* What needs to be done: Give back exactly the stretch of data below from the line holding "pub fn module_timeout(&self, module: &str)" through the line holding "filename ffs_checksum/src/checksum.rs", both ends included, and leave the remaining lines out.

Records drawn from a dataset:
------------

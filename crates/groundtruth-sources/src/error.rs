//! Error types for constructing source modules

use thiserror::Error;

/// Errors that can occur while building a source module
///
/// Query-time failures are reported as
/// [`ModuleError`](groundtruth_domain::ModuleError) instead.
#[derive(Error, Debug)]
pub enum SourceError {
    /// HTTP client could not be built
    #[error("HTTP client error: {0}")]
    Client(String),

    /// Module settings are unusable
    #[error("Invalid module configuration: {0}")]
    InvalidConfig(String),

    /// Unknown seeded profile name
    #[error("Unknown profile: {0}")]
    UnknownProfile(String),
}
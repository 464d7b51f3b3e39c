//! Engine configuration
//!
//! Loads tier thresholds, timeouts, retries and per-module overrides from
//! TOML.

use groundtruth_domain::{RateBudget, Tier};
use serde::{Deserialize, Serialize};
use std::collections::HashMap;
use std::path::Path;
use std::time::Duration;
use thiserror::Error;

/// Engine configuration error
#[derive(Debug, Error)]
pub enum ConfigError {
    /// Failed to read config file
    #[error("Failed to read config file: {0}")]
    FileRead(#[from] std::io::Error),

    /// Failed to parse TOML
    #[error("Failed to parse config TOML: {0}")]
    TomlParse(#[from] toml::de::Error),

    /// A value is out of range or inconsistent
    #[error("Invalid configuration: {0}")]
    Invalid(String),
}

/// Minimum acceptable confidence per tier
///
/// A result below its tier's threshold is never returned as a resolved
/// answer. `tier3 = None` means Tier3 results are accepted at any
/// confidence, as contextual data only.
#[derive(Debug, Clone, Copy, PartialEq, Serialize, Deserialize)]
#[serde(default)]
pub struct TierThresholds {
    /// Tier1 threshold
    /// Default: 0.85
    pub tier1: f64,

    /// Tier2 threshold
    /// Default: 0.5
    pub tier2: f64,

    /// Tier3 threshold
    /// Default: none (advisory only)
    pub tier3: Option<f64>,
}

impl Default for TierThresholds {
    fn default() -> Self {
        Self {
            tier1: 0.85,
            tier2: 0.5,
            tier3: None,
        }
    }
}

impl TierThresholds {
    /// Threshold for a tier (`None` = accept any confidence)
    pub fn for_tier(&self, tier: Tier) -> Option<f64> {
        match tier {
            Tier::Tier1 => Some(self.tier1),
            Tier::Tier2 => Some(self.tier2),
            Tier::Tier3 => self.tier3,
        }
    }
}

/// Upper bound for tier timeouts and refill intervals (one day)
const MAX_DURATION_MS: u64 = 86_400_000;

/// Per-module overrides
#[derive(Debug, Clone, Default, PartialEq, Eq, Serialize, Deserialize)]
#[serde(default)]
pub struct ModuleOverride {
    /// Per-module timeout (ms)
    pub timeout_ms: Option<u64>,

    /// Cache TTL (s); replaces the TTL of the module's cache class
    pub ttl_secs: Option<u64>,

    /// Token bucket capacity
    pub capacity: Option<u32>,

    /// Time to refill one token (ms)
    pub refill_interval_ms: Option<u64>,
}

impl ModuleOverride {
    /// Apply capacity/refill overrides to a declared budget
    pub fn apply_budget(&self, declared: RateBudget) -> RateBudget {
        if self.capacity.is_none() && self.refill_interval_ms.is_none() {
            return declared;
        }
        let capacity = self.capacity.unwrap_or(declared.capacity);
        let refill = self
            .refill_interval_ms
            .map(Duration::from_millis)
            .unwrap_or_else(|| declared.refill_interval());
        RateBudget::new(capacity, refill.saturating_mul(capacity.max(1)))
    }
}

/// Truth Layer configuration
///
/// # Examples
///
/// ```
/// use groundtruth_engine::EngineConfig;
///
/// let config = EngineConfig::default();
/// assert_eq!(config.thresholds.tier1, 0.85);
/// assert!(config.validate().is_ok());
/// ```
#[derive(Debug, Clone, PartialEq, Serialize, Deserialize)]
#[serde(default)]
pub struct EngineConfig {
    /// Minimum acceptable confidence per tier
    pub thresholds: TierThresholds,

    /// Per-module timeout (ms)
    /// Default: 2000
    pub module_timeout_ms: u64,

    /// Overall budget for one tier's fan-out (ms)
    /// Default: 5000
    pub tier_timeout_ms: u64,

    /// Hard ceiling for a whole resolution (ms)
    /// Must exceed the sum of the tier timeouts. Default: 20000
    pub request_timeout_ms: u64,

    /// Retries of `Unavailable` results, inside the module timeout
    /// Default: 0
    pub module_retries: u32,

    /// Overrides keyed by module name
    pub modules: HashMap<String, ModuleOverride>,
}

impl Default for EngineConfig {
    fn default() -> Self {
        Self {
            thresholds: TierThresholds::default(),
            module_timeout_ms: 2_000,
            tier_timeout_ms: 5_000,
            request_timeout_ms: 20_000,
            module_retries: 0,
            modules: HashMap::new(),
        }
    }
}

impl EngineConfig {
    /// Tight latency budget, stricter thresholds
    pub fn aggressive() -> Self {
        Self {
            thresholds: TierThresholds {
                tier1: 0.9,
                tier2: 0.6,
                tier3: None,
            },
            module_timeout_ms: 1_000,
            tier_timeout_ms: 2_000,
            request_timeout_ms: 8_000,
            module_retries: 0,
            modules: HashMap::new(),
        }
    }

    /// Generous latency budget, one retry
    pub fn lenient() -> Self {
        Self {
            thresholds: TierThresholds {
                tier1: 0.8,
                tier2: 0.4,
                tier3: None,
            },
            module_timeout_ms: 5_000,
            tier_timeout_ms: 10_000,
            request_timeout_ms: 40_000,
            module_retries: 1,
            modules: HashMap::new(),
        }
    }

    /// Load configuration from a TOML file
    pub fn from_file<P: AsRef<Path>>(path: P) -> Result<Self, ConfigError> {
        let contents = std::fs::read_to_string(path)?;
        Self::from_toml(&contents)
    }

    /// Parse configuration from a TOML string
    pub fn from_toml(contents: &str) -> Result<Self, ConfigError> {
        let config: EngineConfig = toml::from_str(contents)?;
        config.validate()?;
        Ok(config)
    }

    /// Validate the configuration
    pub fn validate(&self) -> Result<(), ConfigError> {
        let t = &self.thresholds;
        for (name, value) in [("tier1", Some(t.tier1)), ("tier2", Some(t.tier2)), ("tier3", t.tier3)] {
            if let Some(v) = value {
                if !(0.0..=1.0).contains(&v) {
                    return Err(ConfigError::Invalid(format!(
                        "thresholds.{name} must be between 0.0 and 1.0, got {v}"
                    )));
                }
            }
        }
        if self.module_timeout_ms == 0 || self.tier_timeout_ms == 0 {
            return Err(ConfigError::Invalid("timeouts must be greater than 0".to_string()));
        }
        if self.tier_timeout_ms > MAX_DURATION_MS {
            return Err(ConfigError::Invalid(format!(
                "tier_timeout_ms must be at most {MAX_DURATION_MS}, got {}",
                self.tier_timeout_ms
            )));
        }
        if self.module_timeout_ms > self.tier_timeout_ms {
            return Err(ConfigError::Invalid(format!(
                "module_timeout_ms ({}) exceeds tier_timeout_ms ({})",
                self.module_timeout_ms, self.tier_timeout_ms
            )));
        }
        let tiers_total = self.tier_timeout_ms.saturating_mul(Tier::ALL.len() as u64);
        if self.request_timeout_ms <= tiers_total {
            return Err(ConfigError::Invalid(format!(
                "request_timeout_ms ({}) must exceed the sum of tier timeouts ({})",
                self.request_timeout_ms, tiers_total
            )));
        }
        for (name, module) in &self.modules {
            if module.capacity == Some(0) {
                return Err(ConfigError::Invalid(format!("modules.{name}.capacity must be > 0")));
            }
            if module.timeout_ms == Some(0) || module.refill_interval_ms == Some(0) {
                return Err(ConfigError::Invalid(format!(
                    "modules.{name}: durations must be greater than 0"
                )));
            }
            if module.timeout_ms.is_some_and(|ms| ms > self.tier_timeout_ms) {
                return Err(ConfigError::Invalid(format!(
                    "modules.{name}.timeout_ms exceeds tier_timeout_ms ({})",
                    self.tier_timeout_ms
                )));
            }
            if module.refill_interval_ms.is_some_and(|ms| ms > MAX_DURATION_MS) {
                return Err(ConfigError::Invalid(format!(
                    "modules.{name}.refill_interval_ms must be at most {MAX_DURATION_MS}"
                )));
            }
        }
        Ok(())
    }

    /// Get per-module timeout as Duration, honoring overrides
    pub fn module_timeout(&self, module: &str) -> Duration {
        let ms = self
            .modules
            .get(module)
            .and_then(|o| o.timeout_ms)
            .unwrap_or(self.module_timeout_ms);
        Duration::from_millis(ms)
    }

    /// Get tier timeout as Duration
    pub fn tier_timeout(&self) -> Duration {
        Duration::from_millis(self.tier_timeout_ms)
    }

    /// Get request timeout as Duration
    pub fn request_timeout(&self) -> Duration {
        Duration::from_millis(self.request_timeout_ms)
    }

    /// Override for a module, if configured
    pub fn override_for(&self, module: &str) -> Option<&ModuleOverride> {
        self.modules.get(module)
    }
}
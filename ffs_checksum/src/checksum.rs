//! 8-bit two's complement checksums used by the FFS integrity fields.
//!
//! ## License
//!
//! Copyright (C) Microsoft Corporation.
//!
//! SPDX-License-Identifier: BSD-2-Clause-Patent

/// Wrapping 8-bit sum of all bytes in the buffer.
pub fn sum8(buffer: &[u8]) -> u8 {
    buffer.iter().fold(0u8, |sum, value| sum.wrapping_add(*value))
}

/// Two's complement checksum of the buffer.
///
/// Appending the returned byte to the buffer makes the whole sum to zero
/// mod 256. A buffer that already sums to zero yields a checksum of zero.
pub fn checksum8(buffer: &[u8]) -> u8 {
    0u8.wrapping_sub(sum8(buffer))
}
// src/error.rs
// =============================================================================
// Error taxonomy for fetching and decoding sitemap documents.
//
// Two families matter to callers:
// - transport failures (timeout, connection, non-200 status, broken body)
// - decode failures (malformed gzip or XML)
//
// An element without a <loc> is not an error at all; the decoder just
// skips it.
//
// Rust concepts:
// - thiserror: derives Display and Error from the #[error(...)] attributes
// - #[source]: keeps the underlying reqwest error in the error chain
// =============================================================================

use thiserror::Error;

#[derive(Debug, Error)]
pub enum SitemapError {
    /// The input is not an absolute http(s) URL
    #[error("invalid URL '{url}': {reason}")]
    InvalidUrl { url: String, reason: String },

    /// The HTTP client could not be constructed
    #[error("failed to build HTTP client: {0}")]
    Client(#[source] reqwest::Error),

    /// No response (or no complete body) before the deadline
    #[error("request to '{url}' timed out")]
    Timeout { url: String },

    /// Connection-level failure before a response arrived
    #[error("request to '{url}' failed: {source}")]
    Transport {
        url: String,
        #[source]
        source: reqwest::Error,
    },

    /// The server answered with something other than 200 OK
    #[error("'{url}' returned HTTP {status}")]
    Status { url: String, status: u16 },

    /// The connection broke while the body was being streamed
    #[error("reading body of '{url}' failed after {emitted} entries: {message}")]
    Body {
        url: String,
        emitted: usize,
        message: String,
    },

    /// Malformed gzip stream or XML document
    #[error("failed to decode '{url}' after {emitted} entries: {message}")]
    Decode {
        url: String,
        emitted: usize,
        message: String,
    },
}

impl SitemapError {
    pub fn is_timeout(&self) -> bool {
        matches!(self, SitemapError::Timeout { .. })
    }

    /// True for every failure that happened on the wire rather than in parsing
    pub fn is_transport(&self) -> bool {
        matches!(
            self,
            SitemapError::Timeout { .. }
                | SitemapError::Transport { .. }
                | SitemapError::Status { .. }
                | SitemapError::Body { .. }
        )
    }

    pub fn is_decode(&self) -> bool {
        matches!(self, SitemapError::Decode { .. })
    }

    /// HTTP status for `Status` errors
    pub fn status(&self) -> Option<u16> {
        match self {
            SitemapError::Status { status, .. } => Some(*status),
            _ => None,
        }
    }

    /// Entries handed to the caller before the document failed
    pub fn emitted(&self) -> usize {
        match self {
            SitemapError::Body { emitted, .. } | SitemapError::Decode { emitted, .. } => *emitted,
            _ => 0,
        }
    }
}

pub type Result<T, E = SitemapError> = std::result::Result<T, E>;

------------

* Solution for this task:
    pub fn module_timeout(&self, module: &str) -> Duration {
        let ms = self
            .modules
            .get(module)
            .and_then(|o| o.timeout_ms)
            .unwrap_or(self.module_timeout_ms);
        Duration::from_millis(ms)
    }

    /// Get tier timeout as Duration
    pub fn tier_timeout(&self) -> Duration {
        Duration::from_millis(self.tier_timeout_ms)
    }

    /// Get request timeout as Duration
    pub fn request_timeout(&self) -> Duration {
        Duration::from_millis(self.request_timeout_ms)
    }

    /// Override for a module, if configured
    pub fn override_for(&self, module: &str) -> Option<&ModuleOverride> {
        self.modules.get(module)
    }
}
filename ffs_checksum/src/checksum.rs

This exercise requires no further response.